- YOUR INSTRUCTIONS -
Restate word for word the lines of the entries below, starting with the line that holds "in catalog order." and ending with the line that holds "Leaflet HTML document.", and no others.

___ SUPPLIED DATA ___

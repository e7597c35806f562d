//! Static map overlay for the launch sites.
//!
//! The overlay is computed once from the full catalog and never depends on
//! the current selection. [`render_map_document`] turns it into a standalone
//! Leaflet page that the dashboard embeds in an iframe; tiles come from the
//! public OpenStreetMap servers.

use crate::api::{MapCircle, MapMarker, MapOverlay};
use crate::catalog::SiteCatalog;
use crate::config::MapSettings;
use crate::error::DashboardResult;
use crate::models::{format_percent, SiteRecord};

/// Radius of the circle drawn around every site, in meters.
pub const CIRCLE_RADIUS_M: f64 = 50_000.0;
pub const OVERLAY_COLOR: &str = "blue";
pub const CIRCLE_FILL_OPACITY: f64 = 0.1;

const LEAFLET_CSS: &str = "https://unpkg.com/leaflet@1.9.4/dist/leaflet.css";
const LEAFLET_JS: &str = "https://unpkg.com/leaflet@1.9.4/dist/leaflet.js";
const TILE_URL: &str = "https://{s}.tile.openstreetmap.org/{z}/{x}/{y}.png";
const TILE_ATTRIBUTION: &str =
    "&copy; <a href=\"https://www.openstreetmap.org/copyright\">OpenStreetMap</a> contributors";

/// Marker hover text: name, launch count and success percentage on separate lines.
pub fn marker_tooltip(site: &SiteRecord) -> String {
    format!(
        "{}\n{} launches\n{}% success",
        site.name,
        site.launch_count,
        format_percent(site.success_percent())
    )
}

/// Marker click popup as HTML: name, launches and success rate separated by `<br>`.
pub fn marker_popup(site: &SiteRecord) -> String {
    format!(
        "{}<br>Launches: {}<br>Success Rate: {}%",
        html_escape::encode_text(&site.name),
        site.launch_count,
        format_percent(site.success_percent())
    )
}

fn marker_for(site: &SiteRecord) -> MapMarker {
    MapMarker {
        site_name: site.name.clone(),
        location: site.coordinates,
        tooltip: marker_tooltip(site),
        popup: marker_popup(site),
        color: OVERLAY_COLOR.to_string(),
    }
}

fn circle_for(site: &SiteRecord) -> MapCircle {
    MapCircle {
        site_name: site.name.clone(),
        center: site.coordinates,
        radius_m: CIRCLE_RADIUS_M,
        color: OVERLAY_COLOR.to_string(),
        fill: true,
        fill_opacity: CIRCLE_FILL_OPACITY,
        popup: format!("{} Launch Area", site.name),
    }
}

/// Build the overlay: one marker and one circle per site, in catalog order.
pub fn render_overlay(catalog: &SiteCatalog, settings: &MapSettings) -> DashboardResult<MapOverlay> {
    let center = settings.center()?;
    let markers = catalog.sites().iter().map(marker_for).collect();
    let circles = catalog.sites().iter().map(circle_for).collect();

    Ok(MapOverlay {
        center,
        zoom: settings.zoom,
        markers,
        circles,
    })
}

/// Render the overlay as a self-contained Leaflet HTML document.
pub fn render_map_document(overlay: &MapOverlay) -> DashboardResult<String> {
    let overlay_json = serde_json::to_string(overlay).map_err(|e| {
        crate::error::DashboardError::Configuration(format!("Failed to encode map overlay: {}", e))
    })?;
    // Keep the payload from closing the surrounding <script> element.
    let overlay_json = overlay_json.replace("</", "<\\/");

    Ok(MAP_TEMPLATE
        .replace("{{LEAFLET_CSS}}", LEAFLET_CSS)
        .replace("{{LEAFLET_JS}}", LEAFLET_JS)
        .replace("{{TILE_URL}}", TILE_URL)
        .replace("{{TILE_ATTRIBUTION}}", &TILE_ATTRIBUTION.replace('"', "\\\""))
        .replace("{{OVERLAY_JSON}}", &overlay_json))
}

const MAP_TEMPLATE: &str = r#"<!DOCTYPE html>
<html>
<head>
<meta charset="utf-8">
<link rel="stylesheet" href="{{LEAFLET_CSS}}">
<script src="{{LEAFLET_JS}}"></script>
<style>html, body, #map { height: 100%; margin: 0; }</style>
</head>
<body>
<div id="map"></div>
<script>
const overlay = {{OVERLAY_JSON}};
const escapeHtml = (s) => s.replace(/[&<>"']/g, (c) => ({'&': '&amp;', '<': '&lt;', '>': '&gt;', '"': '&quot;', "'": '&#39;'}[c]));
const map = L.map('map').setView([overlay.center.latitude, overlay.center.longitude], overlay.zoom);
L.tileLayer("{{TILE_URL}}", { attribution: "{{TILE_ATTRIBUTION}}" }).addTo(map);
for (const m of overlay.markers) {
  L.marker([m.location.latitude, m.location.longitude])
    .bindTooltip(escapeHtml(m.tooltip).replace(/\n/g, '<br>'))
    .bindPopup(m.popup)
    .addTo(map);
}
for (const c of overlay.circles) {
  L.circle([c.center.latitude, c.center.longitude], {
    radius: c.radius_m,
    color: c.color,
    fill: c.fill,
    fillOpacity: c.fill_opacity,
  }).bindPopup(escapeHtml(c.popup)).addTo(map);
}
</script>
</body>
</html>
"#;

#[cfg(test)]
mod tests {
    use super::*;
    use crate::models::SiteRecord;

    fn overlay() -> MapOverlay {
        render_overlay(&SiteCatalog::sample(), &MapSettings::default()).unwrap()
    }

    #[test]
    fn test_one_marker_and_circle_per_site() {
        let overlay = overlay();
        assert_eq!(overlay.markers.len(), 3);
        assert_eq!(overlay.circles.len(), 3);
        let names: Vec<&str> = overlay.markers.iter().map(|m| m.site_name.as_str()).collect();
        assert_eq!(
            names,
            vec![
                "Cape Canaveral",
                "Kennedy Space Center",
                "Vandenberg Space Force Base"
            ]
        );
    }

    #[test]
    fn test_marker_tooltip_format() {
        let overlay = overlay();
        assert_eq!(
            overlay.markers[0].tooltip,
            "Cape Canaveral\n50 launches\n92.0% success"
        );
        assert_eq!(
            overlay.markers[2].tooltip,
            "Vandenberg Space Force Base\n20 launches\n85.0% success"
        );
    }

    #[test]
    fn test_marker_popup_format() {
        let overlay = overlay();
        assert_eq!(
            overlay.markers[0].popup,
            "Cape Canaveral<br>Launches: 50<br>Success Rate: 92.0%"
        );
        assert_eq!(
            overlay.markers[1].popup,
            "Kennedy Space Center<br>Launches: 45<br>Success Rate: 95.0%"
        );
    }

    #[test]
    fn test_marker_popup_escapes_name() {
        let site = SiteRecord::new("Pad <39A> & Co", 0.0, 0.0, 2, 0.5).unwrap();
        assert_eq!(
            marker_popup(&site),
            "Pad &lt;39A&gt; &amp; Co<br>Launches: 2<br>Success Rate: 50.0%"
        );
    }

    #[test]
    fn test_map_document_binds_marker_popups() {
        let html = render_map_document(&overlay()).unwrap();
        assert!(html.contains(".bindPopup(m.popup)"));
        assert!(html.contains("Cape Canaveral<br>Launches: 50<br>Success Rate: 92.0%"));
    }

    #[test]
    fn test_circle_styling() {
        for (circle, site) in overlay().circles.iter().zip(SiteCatalog::sample().sites()) {
            assert_eq!(circle.center, site.coordinates);
            assert_eq!(circle.radius_m, 50_000.0);
            assert_eq!(circle.color, "blue");
            assert!(circle.fill);
            assert_eq!(circle.fill_opacity, 0.1);
            assert_eq!(circle.popup, format!("{} Launch Area", site.name));
        }
    }

    #[test]
    fn test_marker_sits_on_site_coordinates() {
        let overlay = overlay();
        assert_eq!(overlay.markers[1].location.as_lat_lng(), [28.5721, -80.6480]);
        assert_eq!(overlay.markers[0].location, overlay.circles[0].center);
    }

    #[test]
    fn test_viewport_from_settings() {
        let settings = MapSettings {
            center_lat: 34.0,
            center_lon: -120.0,
            zoom: 3,
        };
        let overlay = render_overlay(&SiteCatalog::sample(), &settings).unwrap();
        assert_eq!(overlay.center.as_lat_lng(), [34.0, -120.0]);
        assert_eq!(overlay.zoom, 3);
    }

    #[test]
    fn test_map_document_embeds_overlay() {
        let html = render_map_document(&overlay()).unwrap();
        assert!(html.starts_with("<!DOCTYPE html>"));
        assert!(html.contains("leaflet.js"));
        assert!(html.contains("Kennedy Space Center Launch Area"));
        assert!(html.contains("\"radius_m\":50000.0"));
        assert!(!html.contains("{{"));
    }

    #[test]
    fn test_map_document_escapes_script_close() {
        let catalog = SiteCatalog::new(vec![
            SiteRecord::new("</script><b>", 0.0, 0.0, 1, 0.5).unwrap(),
        ])
        .unwrap();
        let overlay = render_overlay(&catalog, &MapSettings::default()).unwrap();
        let html = render_map_document(&overlay).unwrap();
        assert!(!html.contains("</script><b>"));
        assert!(html.contains("<\\/script><b>"));
    }
}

___

- OUTPUT FOR THIS EXERCISE -
/// Build the overlay: one marker and one circle per site, in catalog order.
pub fn render_overlay(catalog: &SiteCatalog, settings: &MapSettings) -> DashboardResult<MapOverlay> {
    let center = settings.center()?;
    let markers = catalog.sites().iter().map(marker_for).collect();
    let circles = catalog.sites().iter().map(circle_for).collect();

    Ok(MapOverlay {
        center,
        zoom: settings.zoom,
        markers,
        circles,
    })
}

/// Render the overlay as a self-contained Leaflet HTML document.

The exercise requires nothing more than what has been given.